Thus are drafted a whole class of "handmaids," whose function is to bear the children of the elite, to be fecund or else (else being certain death, sent out to be toxic-waste removers on outlying islands). The narrative frame for Atwood's dystopian vision is the hopeless private testimony of one of these surrogate mothers, Offred ("of" plus the name of her male protector). Lying cradled by the body of the barren wife, being meanwhile serviced by the husband, Offred's "ceremony" must be successful—if she does not want to join the ranks of the other disappeared (which include her mother, her husband—dead—and small daughter, all taken away during the years of revolt). One Of her only human conduits is a gradually developing affair with her master's chauffeur—something that's balanced more than offset, though, by the master's hypocritically un-Puritan use of her as a kind of B-girl at private parties held by the ruling men in a spirit of nostalgia and lust.

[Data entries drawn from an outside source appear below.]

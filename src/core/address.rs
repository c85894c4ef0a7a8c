//! Account and validator addresses.
//!
//! Addresses are raw bytes; their textual form is bech32 with a prefix that
//! depends on the address kind. [`AddressCodec`] owns the prefixes and is the
//! only place strings are turned into addresses, so a malformed address is
//! always a typed [`AddressParseError`] and never a panic.

use bech32::{Bech32, Hrp};
use serde::{Deserialize, Serialize};
use std::fmt;
use thiserror::Error;

use crate::utils::constants::{DEFAULT_ACCOUNT_PREFIX, DEFAULT_VALIDATOR_PREFIX, MAX_ADDRESS_LENGTH};

/// Failure to parse or encode a bech32 address
#[derive(Error, Debug, Clone, PartialEq, Eq)]
pub enum AddressParseError {
    /// Address string is empty
    #[error("empty address string")]
    Empty,

    /// Not valid bech32
    #[error("bech32 decoding failed: {0}")]
    Bech32(String),

    /// Valid bech32 but with the wrong human-readable part
    #[error("invalid address prefix: expected '{expected}', got '{got}'")]
    WrongPrefix {
        /// Expected prefix
        expected: String,
        /// Prefix found in the string
        got: String,
    },

    /// Decoded payload length outside 1..=255 bytes
    #[error("invalid address length: {0} bytes")]
    InvalidLength(usize),

    /// Address could not be encoded under the configured prefix
    #[error("bech32 encoding failed: {0}")]
    Encoding(String),
}

macro_rules! address_type {
    ($(#[$meta:meta])* $name:ident) => {
        $(#[$meta])*
        #[derive(Clone, PartialEq, Eq, PartialOrd, Ord, Hash, Serialize, Deserialize)]
        pub struct $name(Vec<u8>);

        impl $name {
            /// Create from raw bytes, checking the length bounds
            pub fn from_bytes(bytes: &[u8]) -> Result<Self, AddressParseError> {
                if bytes.is_empty() || bytes.len() > MAX_ADDRESS_LENGTH {
                    return Err(AddressParseError::InvalidLength(bytes.len()));
                }
                Ok(Self(bytes.to_vec()))
            }

            /// Raw address bytes
            pub fn as_bytes(&self) -> &[u8] {
                &self.0
            }

            /// Short hex form for logs
            pub fn short(&self) -> String {
                let hex = hex::encode(&self.0);
                hex[..hex.len().min(12)].to_string()
            }
        }

        impl fmt::Debug for $name {
            fn fmt(&self, f: &mut fmt::Formatter<'_>) -> fmt::Result {
                write!(f, "{}({})", stringify!($name), hex::encode(&self.0))
            }
        }

        impl fmt::Display for $name {
            fn fmt(&self, f: &mut fmt::Formatter<'_>) -> fmt::Result {
                write!(f, "{}", hex::encode(&self.0))
            }
        }
    };
}

address_type!(
    /// Account address (feeders, governance authority)
    AccAddress
);

address_type!(
    /// Validator operator address
    ValAddress
);

impl ValAddress {
    /// The operator's account address: same bytes, account prefix
    pub fn to_account(&self) -> AccAddress {
        AccAddress(self.0.clone())
    }
}

impl AccAddress {
    /// Reinterpret as a validator operator address
    pub fn to_validator(&self) -> ValAddress {
        ValAddress(self.0.clone())
    }
}

// ═══════════════════════════════════════════════════════════════════════════════
// ADDRESS CODEC
// ═══════════════════════════════════════════════════════════════════════════════

/// Bech32 codec for the two address kinds
#[derive(Debug, Clone, PartialEq, Eq, Serialize, Deserialize)]
pub struct AddressCodec {
    /// Prefix of account addresses
    pub account_prefix: String,
    /// Prefix of validator operator addresses
    pub validator_prefix: String,
}

impl Default for AddressCodec {
    fn default() -> Self {
        Self::new(DEFAULT_ACCOUNT_PREFIX, DEFAULT_VALIDATOR_PREFIX)
    }
}

impl AddressCodec {
    /// Create a codec with the given prefixes
    pub fn new(account_prefix: impl Into<String>, validator_prefix: impl Into<String>) -> Self {
        Self {
            account_prefix: account_prefix.into(),
            validator_prefix: validator_prefix.into(),
        }
    }

    /// Parse a bech32 account address
    pub fn parse_account(&self, s: &str) -> Result<AccAddress, AddressParseError> {
        let bytes = decode(s, &self.account_prefix)?;
        AccAddress::from_bytes(&bytes)
    }

    /// Parse a bech32 validator operator address
    pub fn parse_validator(&self, s: &str) -> Result<ValAddress, AddressParseError> {
        let bytes = decode(s, &self.validator_prefix)?;
        ValAddress::from_bytes(&bytes)
    }

    /// Encode an account address
    pub fn encode_account(&self, addr: &AccAddress) -> Result<String, AddressParseError> {
        encode(&self.account_prefix, addr.as_bytes())
    }

    /// Encode a validator operator address
    pub fn encode_validator(&self, addr: &ValAddress) -> Result<String, AddressParseError> {
        encode(&self.validator_prefix, addr.as_bytes())
    }

    /// Check the prefixes are usable as bech32 human-readable parts
    pub fn validate(&self) -> Result<(), AddressParseError> {
        for prefix in [&self.account_prefix, &self.validator_prefix] {
            Hrp::parse(prefix).map_err(|e| AddressParseError::Encoding(e.to_string()))?;
        }
        Ok(())
    }
}

fn decode(s: &str, expected_prefix: &str) -> Result<Vec<u8>, AddressParseError> {
    if s.trim().is_empty() {
        return Err(AddressParseError::Empty);
    }

    let (hrp, data) = bech32::decode(s).map_err(|e| AddressParseError::Bech32(e.to_string()))?;

    if !hrp.as_str().eq_ignore_ascii_case(expected_prefix) {
        return Err(AddressParseError::WrongPrefix {
            expected: expected_prefix.to_string(),
            got: hrp.as_str().to_string(),
        });
    }

    if data.is_empty() || data.len() > MAX_ADDRESS_LENGTH {
        return Err(AddressParseError::InvalidLength(data.len()));
    }

    Ok(data)
}

fn encode(prefix: &str, bytes: &[u8]) -> Result<String, AddressParseError> {
    let hrp = Hrp::parse(prefix).map_err(|e| AddressParseError::Encoding(e.to_string()))?;
    bech32::encode::<Bech32>(hrp, bytes).map_err(|e| AddressParseError::Encoding(e.to_string()))
}
//! Per-denom ballots.
//!
//! A ballot collects every counted vote for one denom together with the
//! stake weight of the validator that cast it. A non-positive rate is an
//! abstention: it carries no power and stays out of the median and spread.

use serde::{Deserialize, Serialize};

use crate::core::address::ValAddress;
use crate::core::params::MedianTieBreak;
use crate::utils::math::Dec;

/// One validator's rate for one denom, weighted by stake
#[derive(Debug, Clone, PartialEq, Eq, Serialize, Deserialize)]
pub struct VoteForTally {
    /// Denom voted on
    pub denom: String,
    /// Rate voted
    pub exchange_rate: Dec,
    /// Voting validator
    pub validator: ValAddress,
    /// Stake weight of the validator
    pub power: u64,
}

impl VoteForTally {
    /// Create a new ballot entry
    pub fn new(denom: impl Into<String>, exchange_rate: Dec, validator: ValAddress, power: u64) -> Self {
        Self {
            denom: denom.into(),
            exchange_rate,
            validator,
            power,
        }
    }

    /// Create an entry, zeroing the power of an abstention
    pub fn weighted(denom: impl Into<String>, exchange_rate: Dec, validator: ValAddress, power: u64) -> Self {
        let power = if exchange_rate.is_positive() { power } else { 0 };
        Self::new(denom, exchange_rate, validator, power)
    }

    /// Whether the entry abstains rather than quotes a rate
    pub fn is_abstain(&self) -> bool {
        !self.exchange_rate.is_positive()
    }
}

/// All votes for a single denom
#[derive(Debug, Clone, Default, PartialEq, Eq)]
pub struct ExchangeRateBallot {
    votes: Vec<VoteForTally>,
}

impl ExchangeRateBallot {
    /// Create an empty ballot
    pub fn new() -> Self {
        Self::default()
    }

    /// Add a vote
    pub fn push(&mut self, vote: VoteForTally) {
        self.votes.push(vote);
    }

    /// Votes in the ballot
    pub fn votes(&self) -> &[VoteForTally] {
        &self.votes
    }

    /// Number of votes
    pub fn len(&self) -> usize {
        self.votes.len()
    }

    /// Votes quoting a rate
    pub fn quotes(&self) -> impl Iterator<Item = &VoteForTally> {
        self.votes.iter().filter(|v| !v.is_abstain())
    }

    /// Check if empty
    pub fn is_empty(&self) -> bool {
        self.votes.is_empty()
    }

    /// Total stake weight behind the ballot
    pub fn power(&self) -> u128 {
        self.votes.iter().map(|v| v.power as u128).sum()
    }

    /// Sort by rate, ties by validator address
    fn sorted(&self) -> Vec<&VoteForTally> {
        let mut sorted: Vec<&VoteForTally> = self.votes.iter().collect();
        sorted.sort_by(|a, b| {
            a.exchange_rate
                .cmp(&b.exchange_rate)
                .then_with(|| a.validator.cmp(&b.validator))
        });
        sorted
    }

    /// Stake-weighted median.
    ///
    /// Walks the sorted ballot and returns the first rate whose cumulative
    /// power reaches half of the ballot power. `None` for a powerless ballot.
    pub fn weighted_median(&self, tie_break: MedianTieBreak) -> Option<Dec> {
        let total = self.power();
        if total == 0 {
            return None;
        }

        let mut cumulative: u128 = 0;
        for vote in self.sorted() {
            cumulative += vote.power as u128;
            let reached = match tie_break {
                MedianTieBreak::Lower => cumulative * 2 >= total,
                MedianTieBreak::Upper => cumulative * 2 > total,
            };
            if reached {
                return Some(vote.exchange_rate.clone());
            }
        }

        None
    }

    /// Standard deviation of the quoted rates around `median`, unweighted
    pub fn standard_deviation(&self, median: &Dec) -> Dec {
        let count = self.quotes().count();
        if count == 0 {
            return Dec::zero();
        }

        let sum = self.quotes().fold(Dec::zero(), |acc, vote| {
            let deviation = &vote.exchange_rate - median;
            acc + deviation.mul(&deviation)
        });

        sum.quo_int(count as u64)
            .and_then(|variance| variance.sqrt())
            .unwrap_or_default()
    }
}

impl FromIterator<VoteForTally> for ExchangeRateBallot {
    fn from_iter<I: IntoIterator<Item = VoteForTally>>(iter: I) -> Self {
        Self {
            votes: iter.into_iter().collect(),
        }
    }
}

This latter relationship, edging into real need (the master's), is very effectively done; it highlights the handmaid's (read Everywoman's) eternal exploitation, profane or sacred ("We are two-legged wombs, that's all: sacred vessels, ambulatory chalices"). Atwood, to her credit, creates a chillingly specific, imaginable night-mare. The book is short on characterization—this is Atwood, never a warm writer, at her steeliest—and long on cynicism—it's got none of the human credibility of a work such as Walker Percy's Love In The Ruins. But the scariness is visceral, a world that's like a dangerous and even fatal grid, an electrified fence.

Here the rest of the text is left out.